The gruesome hurt of loss of innocence

Once I reached full adulthood, let’s say after the age of 26, and as years passed by, I have almost made peace with the idea that my deeply joyous self was gone. I have done all I could, therapy and stuff, but I had to fight all the time to stay happy. A battle for happiness, a battle for peace and deep inner joy is a paradox itself. And since I had it all – wonderful friends, family, pets, job, my own home, boyfriend, money, hobbies, talents – my anx and state of overwhelm and loneliness was followed by a sense of guilt. And I learned over and over – being clever won’t get me too far.

Anyhow, my adult 3D life has been good to me.

Then, in an unexpected turn of events, the dark forces were called in to push me into the deepest underground of my soul I have ever resided in. I was, in a certain way, in the hub of violence, or abuse, I don’t even know what to call it but it was a porous experience for my own identity and sense of self value. 

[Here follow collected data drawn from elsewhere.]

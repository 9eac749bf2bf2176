//! Application configuration.
//!
//! Layering, lowest priority first:
//! 1. `AppConfig::default()`
//! 2. YAML file passed with `--config`
//! 3. environment variables `APP__SECTION__KEY`
//! 4. CLI overrides (`--port`, `-v`)

use std::collections::BTreeMap;
use std::path::Path;

use anyhow::{Context, Result};
use figment::Figment;
use figment::providers::{Env, Format, Serialized, Yaml};
use serde::de::DeserializeOwned;
use serde::{Deserialize, Serialize};

pub const ENV_PREFIX: &str = "APP__";

/// Configuration error for typed module config access
#[derive(thiserror::Error, Debug)]
pub enum ConfigError {
    #[error("invalid config for module '{module}': {source}")]
    InvalidConfig {
        module: String,
        #[source]
        source: serde_json::Error,
    },
}

#[derive(Debug, Clone, Default, PartialEq, Serialize, Deserialize)]
#[serde(default)]
pub struct AppConfig {
    pub server: ServerConfig,
    pub logging: LoggingConfig,
    pub cors: CorsConfig,
    /// Per-module sections: `modules.<name>.config`.
    pub modules: BTreeMap<String, serde_json::Value>,
}

#[derive(Debug, Clone, PartialEq, Eq, Serialize, Deserialize)]
#[serde(default, deny_unknown_fields)]
pub struct ServerConfig {
    pub bind_addr: String,
    pub request_timeout_secs: u64,
    pub body_limit_bytes: usize,
}

impl Default for ServerConfig {
    fn default() -> Self {
        Self {
            bind_addr: "127.0.0.1:8000".to_owned(),
            request_timeout_secs: 30,
            body_limit_bytes: 1024 * 1024,
        }
    }
}

#[derive(Debug, Clone, Copy, PartialEq, Eq, Default, Serialize, Deserialize)]
#[serde(rename_all = "lowercase")]
pub enum LogFormat {
    #[default]
    Text,
    Json,
}

#[derive(Debug, Clone, PartialEq, Eq, Serialize, Deserialize)]
#[serde(default, deny_unknown_fields)]
pub struct LoggingConfig {
    /// `EnvFilter` directive, e.g. `info` or `calculator=debug,info`.
    pub level: String,
    pub format: LogFormat,
}

impl Default for LoggingConfig {
    fn default() -> Self {
        Self {
            level: "info".to_owned(),
            format: LogFormat::Text,
        }
    }
}

#[derive(Debug, Clone, PartialEq, Eq, Serialize, Deserialize)]
#[serde(default, deny_unknown_fields)]
pub struct CorsConfig {
    pub enabled: bool,
    pub allowed_origins: Vec<String>,
    pub allowed_methods: Vec<String>,
    pub allowed_headers: Vec<String>,
    pub allow_credentials: bool,
    pub max_age_seconds: u64,
}

impl Default for CorsConfig {
    fn default() -> Self {
        Self {
            enabled: true,
            allowed_origins: [
                "http://localhost:3000",
                "http://localhost:5173",
                "http://localhost:9001",
                "http://localhost:9002",
            ]
            .into_iter()
            .map(str::to_owned)
            .collect(),
            allowed_methods: vec!["*".to_owned()],
            allowed_headers: vec!["*".to_owned()],
            allow_credentials: true,
            max_age_seconds: 0,
        }
    }
}

impl AppConfig {
    /// Defaults, then the YAML file (if any), then `APP__*` env vars.
    ///
    /// # Errors
    /// Fails if the file is missing or any layer does not match the schema.
    pub fn load_layered(config_path: Option<&Path>) -> Result<Self> {
        let mut figment = Figment::new().merge(Serialized::defaults(Self::default()));

        if let Some(path) = config_path {
            if !path.is_file() {
                anyhow::bail!("config file does not exist: {}", path.display());
            }
            figment = figment.merge(Yaml::file(path));
        }

        figment = figment.merge(Env::prefixed(ENV_PREFIX).split("__"));

        figment
            .extract()
            .context("failed to load layered configuration")
    }

    pub fn apply_cli_overrides(&mut self, port: Option<u16>, verbose: u8) {
        if let Some(port) = port {
            let host = self
                .server
                .bind_addr
                .rsplit_once(':')
                .map_or(self.server.bind_addr.as_str(), |(host, _)| host);
            self.server.bind_addr = format!("{host}:{port}");
        }

        let level = match verbose {
            0 => None,
            1 => Some("info"),
            2 => Some("debug"),
            _ => Some("trace"),
        };
        if let Some(level) = level {
            level.clone_into(&mut self.logging.level);
        }
    }

    /// # Errors
    /// Fails if the config cannot be serialized.
    pub fn to_json(&self) -> Result<String> {
        serde_json::to_string_pretty(self).context("failed to serialize configuration")
    }

    /// Typed config of one module, falling back to defaults.
    ///
    /// # Errors
    /// Returns `ConfigError::InvalidConfig` if the section exists but does not parse.
    pub fn module_config_or_default<T: DeserializeOwned + Default>(
        &self,
        module_name: &str,
    ) -> Result<T, ConfigError> {
        let Some(config_section) = self
            .modules
            .get(module_name)
            .and_then(serde_json::Value::as_object)
            .and_then(|obj| obj.get("config"))
        else {
            return Ok(T::default());
        };

        serde_json::from_value(config_section.clone()).map_err(|e| ConfigError::InvalidConfig {
            module: module_name.to_owned(),
            source: e,
        })
    }
}

#[cfg(test)]
mod tests {
    use super::*;
    use calculator::CalculatorConfig;
    use std::io::Write;

    const SAMPLE: &str = r#"
server:
  bind_addr: "0.0.0.0:9000"
  request_timeout_secs: 5
logging:
  level: debug
  format: json
cors:
  allowed_origins: ["http://localhost:3000"]
modules:
  calculator:
    config:
      service_name: calc
      max_history: 100
"#;

    #[test]
    fn test_defaults() {
        let cfg = AppConfig::default();
        assert_eq!(cfg.server.bind_addr, "127.0.0.1:8000");
        assert_eq!(cfg.logging.format, LogFormat::Text);
        assert_eq!(cfg.cors.allowed_origins.len(), 4);
        assert!(cfg.cors.allow_credentials);
        assert!(cfg.modules.is_empty());
    }

    #[test]
    fn test_yaml_deserializes() {
        let cfg: AppConfig = serde_saphyr::from_str(SAMPLE).unwrap();
        assert_eq!(cfg.server.bind_addr, "0.0.0.0:9000");
        assert_eq!(cfg.server.request_timeout_secs, 5);
        // omitted keys keep their defaults
        assert_eq!(cfg.server.body_limit_bytes, 1024 * 1024);
        assert_eq!(cfg.logging.format, LogFormat::Json);
        assert!(cfg.cors.allow_credentials);
    }

    #[test]
    fn test_load_layered_from_file() {
        let mut file = tempfile::NamedTempFile::new().unwrap();
        file.write_all(SAMPLE.as_bytes()).unwrap();

        let cfg = AppConfig::load_layered(Some(file.path())).unwrap();
        assert_eq!(cfg.server.bind_addr, "0.0.0.0:9000");
        assert_eq!(cfg.logging.level, "debug");

        let calc: CalculatorConfig = cfg.module_config_or_default("calculator").unwrap();
        assert_eq!(calc.service_name, "calc");
        assert_eq!(calc.max_history, Some(100));
    }

    #[test]
    fn test_shipped_config_matches_defaults() {
        let path = Path::new(env!("CARGO_MANIFEST_DIR")).join("../../config/calculator.yaml");
        let cfg = AppConfig::load_layered(Some(&path)).unwrap();
        assert_eq!(cfg.server, ServerConfig::default());
        assert_eq!(cfg.cors, CorsConfig::default());

        let calc: CalculatorConfig = cfg.module_config_or_default("calculator").unwrap();
        assert_eq!(calc, CalculatorConfig::default());
    }

    #[test]
    fn test_load_layered_missing_file() {
        let err = AppConfig::load_layered(Some(Path::new("/nonexistent/calculator.yaml")))
            .unwrap_err();
        assert!(err.to_string().contains("config file does not exist"));
    }

    #[test]
    fn test_load_layered_rejects_unknown_server_key() {
        let mut file = tempfile::NamedTempFile::new().unwrap();
        file.write_all(b"server:\n  bind_adr: \"0.0.0.0:1\"\n").unwrap();
        assert!(AppConfig::load_layered(Some(file.path())).is_err());
    }

    #[test]
    fn test_cli_overrides() {
        let mut cfg = AppConfig::default();
        cfg.apply_cli_overrides(Some(8123), 2);
        assert_eq!(cfg.server.bind_addr, "127.0.0.1:8123");
        assert_eq!(cfg.logging.level, "debug");

        cfg.apply_cli_overrides(None, 0);
        assert_eq!(cfg.server.bind_addr, "127.0.0.1:8123");
        assert_eq!(cfg.logging.level, "debug");

        cfg.apply_cli_overrides(None, 5);
        assert_eq!(cfg.logging.level, "trace");
    }

    #[test]
    fn test_module_config_lenient() {
        let mut cfg = AppConfig::default();
        let calc: CalculatorConfig = cfg.module_config_or_default("calculator").unwrap();
        assert_eq!(calc, CalculatorConfig::default());

        cfg.modules
            .insert("calculator".to_owned(), serde_json::json!({"other": 1}));
        let calc: CalculatorConfig = cfg.module_config_or_default("calculator").unwrap();
        assert_eq!(calc, CalculatorConfig::default());

        cfg.modules.insert(
            "calculator".to_owned(),
            serde_json::json!({"config": {"max_history": "lots"}}),
        );
        let err = cfg
            .module_config_or_default::<CalculatorConfig>("calculator")
            .unwrap_err();
        assert!(err.to_string().contains("calculator"));
    }

    #[test]
    fn test_to_json_round_trips() {
        let cfg = AppConfig::default();
        let parsed: AppConfig = serde_json::from_str(&cfg.to_json().unwrap()).unwrap();
        assert_eq!(parsed, cfg);
    }
}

To get out of that state, I had to build a ridiculous amount of self compassion, forgiveness and love towards all that is, including myself and the dark forces, only to reach the other end with a conclusion that the darkness in and outside of us wants nothing but belonging. As I wandered around the terraces of my consciousness, I started to open the doors of which existence I only suspected of. 

Sad nema nazad.

I reached the point of no return. 

Your naked truth is a currency of connection

My sensitivity and receptiveness to the world only grew stronger, but with all the practice, paved with the choices I made, anxiety and overwhelm have alchemized themselves into pure power and acceptance. I still see and feel everything, sometimes I think the whole universe is moving inside of me, and sometimes I have no control over it, but I can let it be. I have found my way to enjoy it or speak to it, fully transforming into a lizard – the language of flowers, waves of the past I’ve never lived in, other people’s hurt, the space between somebody’s face and the screen of their phone – all filled with God, all filled with me as well as you. What I labeled as a diagnosis before, I can freely label as a gift.

Of course, changing my environment and moving from a busy city to nature – a soft, feminine, lush and calm space that this island is has helped tremendously. I feel the most vaki as I have since I was 5 years old. And once you are in the truth, all the illusions lose their functions and so they can rest – the illusion of separation, the illusion of death, the illusion of anything that is not love and total unity that transcends the concepts of time and space. Since there is so little resistance left, I can’t help but love and be loved by everyone and everything.

On this journey, I have involuntarily shed so much – emotionally and physically, removing any last doubts that our minds and bodies aren’t one and the same. I lost half of my hair, body weight, and all my skin like a snake after a mysterious skin issue. After a layer of pain, reappeared from underneath all fresh and beautiful.

My non existing time and space compass has gotten even worse though, but it’s ok. The language of the people I live among now, Bahasa, doesn’t even recognize different tenses – the same one is used for past, present and future. Very appropriate and harmonious.

As my body started to disappear in a way, I noticed a total disjunction of my being’s particles in the nighttime, as if my already vivid dreams are taking a step further down into the depths of my subconsciousness or further away from this dimension right here. 

Giving yourself away to the nature

In the night I dissolve and give my body away: I can see control melting into the nothingness, I let myself be devoured, I give my flesh to worms and ants, I see beautiful, white bones glowing in the moonlight.  Just before dawn my consciousness comes back like a ghost and I see my cells gathering again, building organs, muscles, skin that has never been touched before, memories that could and could not be mine.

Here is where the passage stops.